I'm working hard at overcoming this mindset, in therapy, and could use some additional gentle flower essence containment as I go through this...
I started taking rescue remedy again....which, along with therapy seems to be helping a bit, but was wondering if an individual remedy (or combo) might be more suitable?
I just got someCherry Plum.....and have taken one 'dose'...what do people think?
thank you...
RE: bach remedy for hyper-vigilance/PTSD?
flashbacks, primarily to when I was bullied all through junior and secondary school...when a group of 20 girls would chase me and laugh at me and ridicule me and call me names and throw things at me (including once a wooden chair in a lesson...) noone ever did anything to help....
star of bethlehem FR would help to remove the shock of this from your system along with the shock of the forceps delivery
...when I get angry and act against my better judgement...but only to protect myself in the way I couldn't when a child and teen...
...
I witnessed domestic violence between him and my mum.... ..
I just got some Cherry Plum.....and have taken one 'dose'...what do people think
**I would encourage you to continue with cherry plum. I used it to help mothers and children when i worked in a refuge and they found it helped enormously. How about adding the star of bethlehem and also white chestnut which will help you to stop re-playing unhappy times over and over. If you make up a 30ml bottle and take a few drops 4 times daily it will last 3 weeks, then you can try a different combination***
tigress
RE: bach remedy for hyper-vigilance/PTSD?
thank you Tigress, I appreciate your thoughts.
I don't think I've tried White Chestnut, I was taking Sweet Chestnut last summer, at the recommendation of my psychotherapist.
I've also never tried Star of Bethlehem...it touches me that it has helped people in Refuges....somewhere my mother and I never had the opportunity of staying....although it was pretty rough and many times over she threatened to leave with me...always it was 'patched up' messily......over and over again....
Re shock. plenty there still....when I had cranial osteopathy (again at the recommendation of my therapist) my cranial osteopath noticed the shock, especially around my diaphragm......
if I could afford it I'd have cranial osteo again...but my c.o. also moved out of London and I am wary of trusting anyone I don't know right now, as I feel quite fragile.
will get the Star of bethlehem at least....(and maybe add the w c when next paycheque comes through....)

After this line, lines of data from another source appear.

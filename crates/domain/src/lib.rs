//! Shorty Domain Layer
pub mod config;
pub mod errors;
pub mod pseudo_domain;
pub mod shortcut;
pub mod transport;

pub use config::{
    CliOverrides, Config, ConfigError, DnsConfig, LogFormat, LoggingConfig, RedirectConfig,
    UpstreamProtocol,
};
pub use errors::DomainError;
pub use pseudo_domain::PseudoDomain;
pub use shortcut::{RedirectDecision, Shortcuts};
pub use transport::ClientTransport;
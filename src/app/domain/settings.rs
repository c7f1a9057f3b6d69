use serde::{Deserialize, Deserializer, Serialize};
use serde_json::Value;
use std::fs;
use std::path::{Path, PathBuf};

use super::theme::{lenient, size_names, DefaultTheme, ThemeResolver, ThemeState};
use crate::app::infrastructure::error::{ConfigError, ConfigResult};
use crate::app::services::journal_files::default_save_dir;

#[derive(Debug, Clone, Copy, PartialEq, Serialize, Deserialize)]
pub struct Dimensions {
    pub width: f32,
    pub height: f32,
}

impl Default for Dimensions {
    fn default() -> Self {
        Self {
            width: 640.0,
            height: 480.0,
        }
    }
}

/// Everything persisted between runs.
#[derive(Debug, Clone, PartialEq, Serialize, Deserialize)]
pub struct AppConfig {
    #[serde(
        rename = "save-dir",
        default = "default_save_dir",
        deserialize_with = "lenient_save_dir"
    )]
    pub save_dir: PathBuf,

    #[serde(rename = "window", default, deserialize_with = "lenient")]
    pub window_size: Dimensions,

    #[serde(rename = "config-window", default, deserialize_with = "lenient")]
    pub config_window_size: Dimensions,

    #[serde(default, deserialize_with = "lenient")]
    pub theme: ThemeState,
}

fn lenient_save_dir<'de, D: Deserializer<'de>>(deserializer: D) -> Result<PathBuf, D::Error> {
    match Value::deserialize(deserializer)? {
        Value::String(dir) if !dir.is_empty() => Ok(PathBuf::from(dir)),
        _ => Ok(default_save_dir()),
    }
}

impl Default for AppConfig {
    fn default() -> Self {
        Self {
            save_dir: default_save_dir(),
            window_size: Dimensions::default(),
            config_window_size: Dimensions::default(),
            theme: ThemeState::default(),
        }
    }
}

impl AppConfig {
    /// Load the config at `path`. A missing file gives the defaults; an
    /// unreadable or malformed one is logged and replaced by the defaults.
    pub fn load(path: &Path) -> Self {
        if !path.exists() {
            return Self::default();
        }
        match Self::load_from(path) {
            Ok(config) => config,
            Err(e) => {
                tracing::warn!("{}: {}. Using defaults.", e, e.detail());
                Self::default()
            }
        }
    }

    pub fn load_from(path: &Path) -> ConfigResult<Self> {
        let contents = fs::read_to_string(path).map_err(ConfigError::Read)?;
        serde_json::from_str(&contents).map_err(ConfigError::Parse)
    }

    /// Save the config as pretty JSON, creating its directory if needed.
    pub fn save(&self, path: &Path) -> ConfigResult<()> {
        if let Some(parent) = path.parent() {
            if !parent.as_os_str().is_empty() {
                fs::create_dir_all(parent).map_err(ConfigError::CreateDirectory)?;
            }
        }

        let json = serde_json::to_string_pretty(self).map_err(ConfigError::Serialize)?;
        fs::write(path, json).map_err(ConfigError::Write)?;

        Ok(())
    }

    /// Get config file path (cross-platform)
    pub fn default_path() -> PathBuf {
        let mut path = dirs::config_dir().unwrap_or_else(|| PathBuf::from("."));
        path.push("daybook");
        path.push("config.json");
        path
    }
}

/// The editable fields of the settings window, as typed.
#[derive(Debug, Clone, PartialEq, Default)]
pub struct SettingsForm {
    pub save_dir: String,
    pub zoom: String,
    pub text_size: String,
    pub heading_size: String,
}

impl SettingsForm {
    /// Fill the form from the current configuration.
    pub fn from_current<P: DefaultTheme>(save_dir: &Path, theme: &ThemeResolver<P>) -> Self {
        Self {
            save_dir: save_dir.display().to_string(),
            zoom: format!("{:.2}", theme.resolved_zoom()),
            text_size: format!("{:.2}", theme.size_no_zoom(size_names::TEXT)),
            heading_size: format!("{:.2}", theme.size_no_zoom(size_names::SUB_HEADING_TEXT)),
        }
    }

    /// Apply the form. Fields that don't parse, and sizes the theme rejects,
    /// leave the current value untouched.
    pub fn apply<P: DefaultTheme>(&self, save_dir: &mut PathBuf, theme: &mut ThemeResolver<P>) {
        let dir = self.save_dir.trim();
        if !dir.is_empty() {
            *save_dir = PathBuf::from(dir);
        }

        if let Ok(zoom) = self.zoom.trim().parse::<f32>() {
            theme.set_zoom(zoom);
        }

        if let Ok(size) = self.text_size.trim().parse::<f32>() {
            theme.set_size_override(size_names::TEXT, size);
        }

        if let Ok(size) = self.heading_size.trim().parse::<f32>() {
            theme.set_size_override(size_names::SUB_HEADING_TEXT, size);
        }
    }
}

#[cfg(test)]
mod tests {
    use super::*;
    use crate::app::services::default_theme::BuiltinTheme;
    use tempfile::tempdir;

    #[test]
    fn test_default_config() {
        let config = AppConfig::default();
        assert_eq!(config.window_size, Dimensions { width: 640.0, height: 480.0 });
        assert_eq!(config.config_window_size, Dimensions { width: 640.0, height: 480.0 });
        assert_eq!(config.theme, ThemeState::default());
        assert!(config.save_dir.ends_with("daybook"));
    }

    #[test]
    fn test_persisted_key_names() {
        let config = AppConfig {
            save_dir: PathBuf::from("/tmp/pages"),
            ..Default::default()
        };
        let json = serde_json::to_string(&config).unwrap();
        assert!(json.contains("\"save-dir\":\"/tmp/pages\""));
        assert!(json.contains("\"window\":{\"width\":640.0,\"height\":480.0}"));
        assert!(json.contains("\"config-window\""));
        assert!(json.contains("\"theme\":{\"zoom\":1.0"));
    }

    #[test]
    fn test_parse_full_config() {
        let json = r#"{
            "save-dir": "/home/me/Documents/journal",
            "window": {"width": 800, "height": 600},
            "config-window": {"width": 400, "height": 300},
            "theme": {
                "zoom": 1.25,
                "sizes": {"text": 16, "subHeadingText": 22},
                "colors": {"background": 1122867}
            }
        }"#;
        let config: AppConfig = serde_json::from_str(json).unwrap();
        assert_eq!(config.save_dir, PathBuf::from("/home/me/Documents/journal"));
        assert_eq!(config.window_size.width, 800.0);
        assert_eq!(config.config_window_size.height, 300.0);
        assert_eq!(config.theme.zoom(), 1.25);
        assert_eq!(config.theme.size_override("text"), Some(16.0));
    }

    #[test]
    fn test_partial_config() {
        let json = r#"{"save-dir": "/x"}"#;
        let config: AppConfig = serde_json::from_str(json).unwrap();
        assert_eq!(config.save_dir, PathBuf::from("/x"));
        assert_eq!(config.window_size, Dimensions::default());
        assert_eq!(config.theme, ThemeState::default());
    }

    #[test]
    fn test_null_theme_uses_default() {
        let json = r#"{"save-dir": "/x", "theme": null}"#;
        let config: AppConfig = serde_json::from_str(json).unwrap();
        assert_eq!(config.theme, ThemeState::default());
    }

    #[test]
    fn test_bad_value_keeps_the_rest_of_the_file() {
        let dir = tempdir().unwrap();
        let path = dir.path().join("config.json");
        fs::write(
            &path,
            r#"{
                "save-dir": "/home/me/journal",
                "window": {"width": 800, "height": 600},
                "config-window": "wide",
                "theme": {"zoom": 2, "colors": {"background": -1}, "sizes": {"text": 16}}
            }"#,
        )
        .unwrap();

        let config = AppConfig::load(&path);

        assert_eq!(config.save_dir, PathBuf::from("/home/me/journal"));
        assert_eq!(config.window_size, Dimensions { width: 800.0, height: 600.0 });
        assert_eq!(config.config_window_size, Dimensions::default());
        assert_eq!(config.theme.zoom(), 2.0);
        assert_eq!(config.theme.color_override("background"), None);
        assert_eq!(config.theme.size_override("text"), Some(16.0));
    }

    #[test]
    fn test_bad_save_dir_uses_default() {
        let config: AppConfig = serde_json::from_str(r#"{"save-dir": 5}"#).unwrap();
        assert_eq!(config.save_dir, default_save_dir());
    }

    #[test]
    fn test_invalid_zoom_corrected_on_load() {
        let json = r#"{"theme": {"zoom": 42}}"#;
        let config: AppConfig = serde_json::from_str(json).unwrap();
        assert_eq!(config.theme.zoom(), 1.0);
    }

    #[test]
    fn test_save_and_load_round_trip() {
        let dir = tempdir().unwrap();
        let path = dir.path().join("nested").join("config.json");
        let mut config = AppConfig {
            save_dir: dir.path().join("pages"),
            ..Default::default()
        };
        config.window_size.width = 1024.0;

        config.save(&path).unwrap();
        let loaded = AppConfig::load(&path);

        assert_eq!(loaded, config);
    }

    #[test]
    fn test_load_missing_file_gives_defaults() {
        let dir = tempdir().unwrap();
        let config = AppConfig::load(&dir.path().join("config.json"));
        assert_eq!(config, AppConfig::default());
    }

    #[test]
    fn test_load_garbage_gives_defaults() {
        let dir = tempdir().unwrap();
        let path = dir.path().join("config.json");
        fs::write(&path, "{ not json").unwrap();

        assert!(matches!(AppConfig::load_from(&path), Err(ConfigError::Parse(_))));
        assert_eq!(AppConfig::load(&path), AppConfig::default());
    }

    #[test]
    fn test_save_directory_failure() {
        let dir = tempdir().unwrap();
        let blocker = dir.path().join("blocker");
        fs::write(&blocker, "").unwrap();

        let err = AppConfig::default()
            .save(&blocker.join("sub").join("config.json"))
            .unwrap_err();
        assert!(matches!(err, ConfigError::CreateDirectory(_)));
        assert_eq!(err.to_string(), "Saving configuration");
    }

    #[test]
    fn test_form_from_current() {
        let theme = ThemeResolver::new(ThemeState::new(1.5), BuiltinTheme);
        let form = SettingsForm::from_current(Path::new("/pages"), &theme);
        assert_eq!(form.save_dir, "/pages");
        assert_eq!(form.zoom, "1.50");
        assert_eq!(form.text_size, "14.00");
        assert_eq!(form.heading_size, "18.00");
    }

    #[test]
    fn test_form_apply() {
        let mut theme = ThemeResolver::new(ThemeState::default(), BuiltinTheme);
        let mut save_dir = PathBuf::from("/old");
        let form = SettingsForm {
            save_dir: " /new ".to_string(),
            zoom: "2".to_string(),
            text_size: "16.5".to_string(),
            heading_size: "18.00".to_string(),
        };

        form.apply(&mut save_dir, &mut theme);

        assert_eq!(save_dir, PathBuf::from("/new"));
        assert_eq!(theme.resolved_zoom(), 2.0);
        assert_eq!(theme.size_no_zoom(size_names::TEXT), 16.5);
        // Unchanged heading size is not stored as an override
        assert_eq!(theme.state().size_override(size_names::SUB_HEADING_TEXT), None);
    }

    #[test]
    fn test_form_apply_ignores_bad_input() {
        let mut theme = ThemeResolver::new(ThemeState::new(1.5), BuiltinTheme);
        let mut save_dir = PathBuf::from("/old");
        let form = SettingsForm {
            save_dir: "   ".to_string(),
            zoom: "huge".to_string(),
            text_size: "0.5".to_string(),
            heading_size: "".to_string(),
        };

        form.apply(&mut save_dir, &mut theme);

        assert_eq!(save_dir, PathBuf::from("/old"));
        assert_eq!(theme.resolved_zoom(), 1.5);
        assert_eq!(theme.size_no_zoom(size_names::TEXT), 14.0);
    }

    #[test]
    fn test_form_apply_out_of_range_zoom_resets() {
        let mut theme = ThemeResolver::new(ThemeState::new(3.0), BuiltinTheme);
        let mut save_dir = PathBuf::from("/old");
        let form = SettingsForm {
            zoom: "25".to_string(),
            ..Default::default()
        };

        form.apply(&mut save_dir, &mut theme);

        assert_eq!(theme.resolved_zoom(), 1.0);
    }
}
use crate::app::domain::theme::{
    color_names, size_names, DefaultTheme, FontChoice, Rgba, TextStyle, ThemeVariant,
};

/// Built-in sizes and colors used when the user has no override.
#[derive(Debug, Clone, Copy, Default)]
pub struct BuiltinTheme;

impl DefaultTheme for BuiltinTheme {
    fn default_size(&self, name: &str) -> f32 {
        match name {
            size_names::TEXT => 14.0,
            size_names::HEADING_TEXT => 24.0,
            size_names::SUB_HEADING_TEXT => 18.0,
            size_names::CAPTION_TEXT => 11.0,
            size_names::PADDING => 6.0,
            size_names::INNER_PADDING => 8.0,
            size_names::LINE_SPACING => 4.0,
            size_names::INLINE_ICON => 20.0,
            size_names::SCROLL_BAR => 16.0,
            size_names::SEPARATOR => 1.0,
            size_names::INPUT_BORDER => 2.0,
            _ => 0.0,
        }
    }

    fn default_color(&self, name: &str, variant: ThemeVariant) -> Rgba {
        match variant {
            ThemeVariant::Light => light_color(name),
            ThemeVariant::Dark => dark_color(name),
        }
    }

    fn default_font(&self, style: TextStyle) -> FontChoice {
        match (style.monospace, style.bold, style.italic) {
            (true, true, _) => FontChoice::CourierBold,
            (true, false, _) => FontChoice::Courier,
            (false, true, true) => FontChoice::HelveticaBoldItalic,
            (false, true, false) => FontChoice::HelveticaBold,
            (false, false, true) => FontChoice::HelveticaItalic,
            (false, false, false) => FontChoice::Helvetica,
        }
    }

    /// FLTK label symbols for the few icons the app draws.
    fn default_icon(&self, name: &str) -> Option<&'static str> {
        match name {
            "document-save" => Some("@filesave"),
            "document" => Some("@fileopen"),
            "settings" => Some("@menu"),
            "error" => Some("@circle"),
            "confirm" => Some("@returnarrow"),
            _ => None,
        }
    }
}

fn light_color(name: &str) -> Rgba {
    match name {
        color_names::BACKGROUND => Rgba::rgb(240, 240, 240),
        color_names::FOREGROUND => Rgba::rgb(20, 20, 20),
        color_names::PRIMARY => Rgba::rgb(41, 111, 246),
        color_names::SELECTION => Rgba::rgb(173, 216, 230),
        color_names::INPUT_BACKGROUND => Rgba::rgb(255, 255, 255),
        color_names::PLACEHOLDER => Rgba::rgb(136, 136, 136),
        color_names::DISABLED => Rgba::rgb(160, 160, 160),
        color_names::ERROR => Rgba::rgb(244, 67, 54),
        color_names::SEPARATOR => Rgba::rgb(200, 200, 200),
        color_names::HOVER => Rgba::rgb(200, 200, 200),
        _ => Rgba::TRANSPARENT,
    }
}

fn dark_color(name: &str) -> Rgba {
    match name {
        color_names::BACKGROUND => Rgba::rgb(25, 25, 25),
        color_names::FOREGROUND => Rgba::rgb(220, 220, 220),
        color_names::PRIMARY => Rgba::rgb(41, 111, 246),
        color_names::SELECTION => Rgba::rgb(70, 70, 100),
        color_names::INPUT_BACKGROUND => Rgba::rgb(30, 30, 30),
        color_names::PLACEHOLDER => Rgba::rgb(150, 150, 150),
        color_names::DISABLED => Rgba::rgb(90, 90, 90),
        color_names::ERROR => Rgba::rgb(244, 67, 54),
        color_names::SEPARATOR => Rgba::rgb(60, 60, 60),
        color_names::HOVER => Rgba::rgb(60, 60, 60),
        _ => Rgba::TRANSPARENT,
    }
}

#[cfg(test)]
mod tests {
    use super::*;

    #[test]
    fn test_text_sizes() {
        let theme = BuiltinTheme;
        assert_eq!(theme.default_size(size_names::TEXT), 14.0);
        assert_eq!(theme.default_size(size_names::SUB_HEADING_TEXT), 18.0);
        assert_eq!(theme.default_size("nonsense"), 0.0);
    }

    #[test]
    fn test_variants_differ() {
        let theme = BuiltinTheme;
        let light = theme.default_color(color_names::BACKGROUND, ThemeVariant::Light);
        let dark = theme.default_color(color_names::BACKGROUND, ThemeVariant::Dark);
        assert_ne!(light, dark);
        assert_eq!(light.a, 0xFF);
    }

    #[test]
    fn test_unknown_color_is_transparent() {
        let theme = BuiltinTheme;
        assert_eq!(theme.default_color("nonsense", ThemeVariant::Dark), Rgba::TRANSPARENT);
    }

    #[test]
    fn test_fonts() {
        let theme = BuiltinTheme;
        assert_eq!(theme.default_font(TextStyle::default()), FontChoice::Helvetica);
        let bold = TextStyle { bold: true, ..Default::default() };
        assert_eq!(theme.default_font(bold), FontChoice::HelveticaBold);
        let code = TextStyle { monospace: true, italic: true, ..Default::default() };
        assert_eq!(theme.default_font(code), FontChoice::Courier);
    }
}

edit to add...I find it poignant that I would still focus on the troublesome symptoms without paying due attention to the compassion that I need...as in looking at the cp traits and not the sofb ones.....its sad, and I can now incorporate the compassion...
thanks again.
Katie
RE: bach remedy for hyper-vigilance/PTSD?
was just thinking have you tried EFT (Emotional Freedom Technique) or TFT (Thought Field Therapy) I hear they are both very good for PTSD.